In addition to his work in extension services and community gardening, he has served on the South Dakota Parks and Wildlife board and local Extension board. He is a member of Ducks Unlimited and Pheasants Forever, the Pierre-Fort Pierre Rotary Club, the Pierre and Fort Pierre Arbor Boards, and the Healthy Hometown Committee. He is a member of the Fort Pierre American Legion Post 20, the board of Countryside Hospice, and the Fort Pierre Civic Pride Committee.
"There is a time you've got to focus," he said in 2021. "You can't be everything to everyone." But he tried anyway, because he saw the need.
Unbeknownst to many who celebrate his public service, Ron quietly helped many local families by supporting their children's education and sponsoring them when language differences made communication difficult.
Ron is survived by his loving wife and best friend, Gloria (Caldwell) Hanson, the mayor of Fort Pierre, who helped and nursed him through his terminal illness; by his three sons Andrew (Andrea) of Rapid City, Nicholas (Becky) of Helena, Montana, and Joe of Carnation, Washington; by his grandchildren Lily and Jack Schreiner of Rapid City; by his former wives, Iann (Holmes) Collins of Rapid City, the mother of his three sons, and Jeanne (Feldhaus) Simpson; by his brothers, Terry (Nancy) of Cleveland and Tim (Ruth) of Vermillion, and his sisters, Janice Frink of Aberdeen and Deborah of Eagan, Minnesota.
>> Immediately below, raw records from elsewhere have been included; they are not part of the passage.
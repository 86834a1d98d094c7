use std::fmt;

#[derive(Debug)]
pub enum AppError {
    InvalidCredentials,
    DuplicateUser(String),
    InvalidRequest(String),
    StorageError(String),
    ExternalServiceError(String),
    BadPayload(String),
    ConfigError(String),
}

impl fmt::Display for AppError {
    fn fmt(&self, f: &mut fmt::Formatter<'_>) -> fmt::Result {
        match self {
            AppError::InvalidCredentials => write!(f, "Invalid email or password"),
            AppError::DuplicateUser(email) => {
                write!(f, "User with this email already exists: {}", email)
            }
            AppError::InvalidRequest(msg) => write!(f, "Invalid request: {}", msg),
            AppError::StorageError(msg) => write!(f, "Storage error: {}", msg),
            AppError::ExternalServiceError(msg) => write!(f, "External service error: {}", msg),
            AppError::BadPayload(msg) => write!(f, "Unexpected response payload: {}", msg),
            AppError::ConfigError(msg) => write!(f, "Configuration error: {}", msg),
        }
    }
}

impl std::error::Error for AppError {}
use serde::{Deserialize, Serialize};

/// Trilha de carreira gerada pela IA (armazenada no registro do estudante)
///
/// The shape mirrors the JSON schema the recommendation prompt asks for.
/// Everything beyond the name and description is optional so a thinner
/// response still deserializes.
#[derive(Debug, Clone, PartialEq, Serialize, Deserialize)]
pub struct CareerPath {
    /// Nome da trilha sugerida
    pub path_name: String,

    /// Por que a trilha combina com os hobbies/aspirações
    pub description: String,

    #[serde(default)]
    pub skills_required: Vec<String>,

    #[serde(default)]
    pub potential_roles: Vec<String>,

    #[serde(default)]
    pub estimated_salary_range: Option<String>,

    #[serde(default)]
    pub learning_resources: Option<LearningResources>,

    #[serde(default)]
    pub recommended_trainers: Vec<RecommendedTrainer>,

    #[serde(default)]
    pub suggested_tasks: Vec<SuggestedTask>,

    #[serde(default)]
    pub achievements_and_badges: Vec<Badge>,
}

#[derive(Debug, Clone, PartialEq, Serialize, Deserialize, Default)]
pub struct LearningResources {
    #[serde(default)]
    pub online_courses: Vec<OnlineCourse>,

    #[serde(default)]
    pub youtube_videos: Vec<VideoResource>,

    #[serde(default)]
    pub ebooks: Vec<EbookResource>,
}

#[derive(Debug, Clone, PartialEq, Serialize, Deserialize)]
pub struct OnlineCourse {
    pub title: String,
    pub link: String,
    #[serde(default)]
    pub platform: Option<String>,
}

#[derive(Debug, Clone, PartialEq, Serialize, Deserialize)]
pub struct VideoResource {
    pub title: String,
    pub link: String,
}

#[derive(Debug, Clone, PartialEq, Serialize, Deserialize)]
pub struct EbookResource {
    pub title: String,
    pub link: String,
    #[serde(default)]
    pub author: Option<String>,
}

#[derive(Debug, Clone, PartialEq, Serialize, Deserialize)]
pub struct RecommendedTrainer {
    pub name: String,
    pub specialization: String,
    #[serde(default)]
    pub contact_info: Option<String>,
    #[serde(default)]
    pub profile_url: Option<String>,
}

#[derive(Debug, Clone, PartialEq, Serialize, Deserialize)]
pub struct SuggestedTask {
    pub title: String,
    pub description: String,
    #[serde(default)]
    pub difficulty: Option<String>,
}

#[derive(Debug, Clone, PartialEq, Serialize, Deserialize)]
pub struct Badge {
    pub name: String,
    pub description: String,
    #[serde(default)]
    pub icon: Option<String>,
}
He is also survived by 11 nieces and nephews and many more grand nieces and nephews.
He was preceded in death by his parents and by a sister, Kathie Maloney of Vermillion. And he would also like us to say that he was also preceded in death by his faithful hunting labradors, Jody, Indy, Rocky, Haus, Mikey, and Moose. He once said that every person deserves one great hunting dog in their life, and he was blessed with several.
Ron and his family prefer memorials in the form of donations to the Pierre Area Referral Service (PARS), 110 W. Main, Pierre, which helps feed people in need, and Future Fort Pierre, P.O. Box 1194, Fort Pierre, which helps fund civic projects, especially those celebrating the rich history of Fort Pierre.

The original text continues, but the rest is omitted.